The following description is from Boundy, Jeff. Systematics of the Garter Snake Thamnophis atratus at the Southern End of Its Range. Proceedings of the California Academy of Sciences Volume 51, No. 6, p. 328. 1999.

"...midbody scale rows 19 (85%) or 17 (15%)... vertebral stripe relatively broad, averaging 3.2 (range 1.5 - 5.0) scale rows on the nape... vertebral stripe yellow to orange-yellow; lateral stripe conspicuous, pale green; dorsum dark gray to black; iris gray or brown; top of head dark, olive black, with a prominent parietal spot; supralabial suture marks narrow when present; demarcation between dorsal head color and pale supralabials distinct; chin cream, becoming bright yellow on the throat, grading to pale green in the thoracic region; ventral color darkening slightly posteriorly; midventral suffusion yellow to orange; dark markings absent from transverse ventral sutures; eye moderate in size..."


A highly-aquatic snake, able to remain underwater, but also found away from water. Active during the day, and after dark during very hot weather. Can be active most of the year when conditions allow, but primarily found spring through fall.

When threatened, this snake will often escape into water, hiding on the bottom. If it is frightened when picked up, it will often strike repeatedly and release feces from the cloaca and expel musk from anal glands.

Adults have been found to forage actively, neonates are sit-and-wait foragers, and juveniles practice both forms of foraging.


Probably eats mainly amphibians and their larvae, including frogs, tadpoles, and aquatic salamander larvae (newts) but small fish are also eaten, and possibly small rodents. I have also seen this snake regurgitate two leeches.


Courtship has been observed during March and April. Young are born live late summer to early fall.


This subspecies, Thamnophis atratus zaxanthus - Diablo Range Gartersnake, is endemic to California. According to Boundy, 1999, in his original description of this snake, Thamnophis atratus zaxanthus occurs in the "inner Coast Range from Napa and Solano to Santa Barbara counties and the Santa Lucia Range." This includes the East Bay south along the southern edge of the Santa Cruz Mountains where this subspecies interegrages with T. a. atratus.

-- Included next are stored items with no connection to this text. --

//! Peer configuration parsing and validation

use anyhow::{anyhow, bail, Result};
use cosigner_core::{CosignerId, CosignerKey};
use std::str::FromStr;

/// `<id>@<url>`, e.g. `2@http://10.0.0.2:2222`
#[derive(Debug, Clone, PartialEq, Eq)]
pub struct PeerArg {
    pub id: CosignerId,
    pub url: String,
}

impl FromStr for PeerArg {
    type Err = anyhow::Error;

    fn from_str(s: &str) -> Result<Self> {
        let (id, url) = s
            .split_once('@')
            .ok_or_else(|| anyhow!("peer must look like <id>@<url>, got {:?}", s))?;
        let id: CosignerId = id.trim().parse()?;
        let url = url.trim();
        if !url.starts_with("http://") && !url.starts_with("https://") {
            bail!("peer {} url must be http(s): {}", id, url);
        }
        Ok(Self {
            id,
            url: url.to_string(),
        })
    }
}

/// Check peers against the cluster described by the key file.
///
/// Returns the cluster members no peer entry was given for.
pub fn validate_peers(key: &CosignerKey, peers: &[PeerArg]) -> Result<Vec<CosignerId>> {
    let mut seen = Vec::with_capacity(peers.len());
    for peer in peers {
        if peer.id == key.id {
            bail!("peer list contains this cosigner ({})", key.id);
        }
        if key.peer(peer.id).is_none() {
            bail!("peer {} is not a member of the cluster", peer.id);
        }
        if seen.contains(&peer.id) {
            bail!("peer {} listed twice", peer.id);
        }
        seen.push(peer.id);
    }

    if seen.len() + 1 < key.threshold {
        bail!(
            "{} peers configured, threshold {} can never be reached",
            seen.len(),
            key.threshold
        );
    }

    Ok(key
        .cluster
        .iter()
        .map(|member| member.id)
        .filter(|id| *id != key.id && !seen.contains(id))
        .collect())
}

#[cfg(test)]
mod tests {
    use super::*;
    use cosigner_core::deal_key_shares;

    #[test]
    fn test_parse_peer() {
        let peer: PeerArg = "2@http://10.0.0.2:2222".parse().unwrap();
        assert_eq!(peer.id, 2);
        assert_eq!(peer.url, "http://10.0.0.2:2222");

        assert!("http://10.0.0.2:2222".parse::<PeerArg>().is_err());
        assert!("x@http://host".parse::<PeerArg>().is_err());
        assert!("2@tcp://host:1".parse::<PeerArg>().is_err());
    }

    #[test]
    fn test_validate_peers() {
        let key = deal_key_shares(2, 3).unwrap().remove(0);
        let peer = |id| PeerArg {
            id,
            url: "http://127.0.0.1:1".into(),
        };

        assert_eq!(validate_peers(&key, &[peer(2)]).unwrap(), vec![3]);
        assert!(validate_peers(&key, &[peer(2), peer(3)]).unwrap().is_empty());
        assert!(validate_peers(&key, &[peer(1)]).is_err());
        assert!(validate_peers(&key, &[peer(4)]).is_err());
        assert!(validate_peers(&key, &[peer(2), peer(2)]).is_err());
        assert!(validate_peers(&key, &[]).is_err());
    }
}
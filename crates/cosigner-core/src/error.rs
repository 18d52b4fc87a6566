//! Error types for cosigner operations

use crate::hrs::Hrs;
use crate::types::CosignerId;
use thiserror::Error;

/// Result type alias for cosigner operations
pub type Result<T> = std::result::Result<T, Error>;

/// Errors that can occur while coordinating or producing a signature
#[derive(Debug, Error)]
pub enum Error {
    /// Malformed sign bytes or wire fields
    #[error("Decoding error: {0}")]
    Decoding(String),

    /// Invalid cluster configuration
    #[error("Invalid configuration: {0}")]
    InvalidConfig(String),

    /// Cosigner ID not part of the cluster
    #[error("Unknown cosigner: {0}")]
    UnknownCosigner(CosignerId),

    /// Source signature on an ephemeral part did not verify
    #[error("Authentication failed for part from cosigner {source_id}: {reason}")]
    Authentication { source_id: CosignerId, reason: String },

    /// A different ephemeral part was already committed for this HRS and source
    #[error("Nonce reuse: cosigner {source_id} already committed a different part for {hrs}")]
    NonceReuse { source_id: CosignerId, hrs: Hrs },

    /// Too few ephemeral parts to reach the signing threshold
    #[error("Insufficient contributions: required {required}, got {actual}")]
    InsufficientContributions { required: usize, actual: usize },

    /// Request for an HRS older than the last one signed
    #[error("Height regression: requested {requested}, last signed {last}")]
    HeightRegression { requested: Hrs, last: Hrs },

    /// Same HRS as the last signature but different sign bytes
    #[error("Conflicting sign bytes for {0}")]
    ConflictingSignBytes(Hrs),

    /// Cryptographic operation failed
    #[error("Cryptographic error: {0}")]
    Crypto(String),

    /// Transport error talking to a peer
    #[error("Network error: {0}")]
    Network(String),

    /// Timeout waiting for a peer
    #[error("Timeout waiting for {0}")]
    Timeout(String),

    /// Peer answered but had no contribution to offer
    #[error("No contribution from cosigner {0}")]
    NoContribution(CosignerId),

    /// Peer returned an error status
    #[error("Remote error: {0}")]
    Remote(String),

    /// Operation not available on this cosigner variant
    #[error("Unsupported operation: {0}")]
    Unsupported(&'static str),

    /// Serialization error
    #[error("Serialization error: {0}")]
    Serialization(String),

    /// Deserialization error
    #[error("Deserialization error: {0}")]
    Deserialization(String),

    /// Internal error
    #[error("Internal error: {0}")]
    Internal(String),
}

impl Error {
    /// Errors a peer branch absorbs as a missing contribution.
    ///
    /// Nonce reuse is deliberately excluded: it is never downgraded.
    pub fn is_peer_fault(&self) -> bool {
        matches!(
            self,
            Error::Network(_)
                | Error::Timeout(_)
                | Error::NoContribution(_)
                | Error::Remote(_)
                | Error::Authentication { .. }
                | Error::Decoding(_)
                | Error::Deserialization(_)
                | Error::Crypto(_)
        )
    }
}

impl From<serde_json::Error> for Error {
    fn from(e: serde_json::Error) -> Self {
        Error::Serialization(e.to_string())
    }
}
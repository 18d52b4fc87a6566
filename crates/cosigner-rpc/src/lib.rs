//! Cosigner RPC Service
//!
//! HTTP surface of a cosigner process: `Sign` for the local consensus engine
//! and `GetEphemeralSecretPart` for peer cosigners, plus health and stats.

pub mod server;
pub mod wire;

pub use server::{CosignerServer, CosignerServerConfig, RunningServer, ServerError};
pub use wire::{
    EphemeralPartRpcRequest, EphemeralPartRpcResponse, ErrorBody, SignRpcRequest, SignRpcResponse,
};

The species Thamnophis atratus - Aquatic Gartersnake, ranges from Santa Barbara County north through the coast ranges into southwest Oregon, including most of the state north of Santa Barbara County and west of the interior valleys.


Creeks, streams, small lakes and ponds, in woodland, brush and forest and grassy ecotones. Seems to prefer shallow rocky creeks and streams. When found in muddy ponds there are usually rocky outcrops nearby.

Taxonomic Notes

For a long time T. atratus was considered a subspecies of T. couchii. In 1987 it was classified as a distinct species. In 1999 Boundy revised the species to include T. a. zaxanthus.

North of the San Francisco Bay, there is a very large intergrade range between the T. a. hydrophilus and T. a. atratus or T. a. zaxanthus. The snakes in this area were formerly classified as T. a. aquaticus (previously T. couchii aquaticus.)

Conservation Issues (Conservation Status)

Not known to be threatened, but gartersnakes have been negatively impacted by competition with introduced bullfrogs in some areas.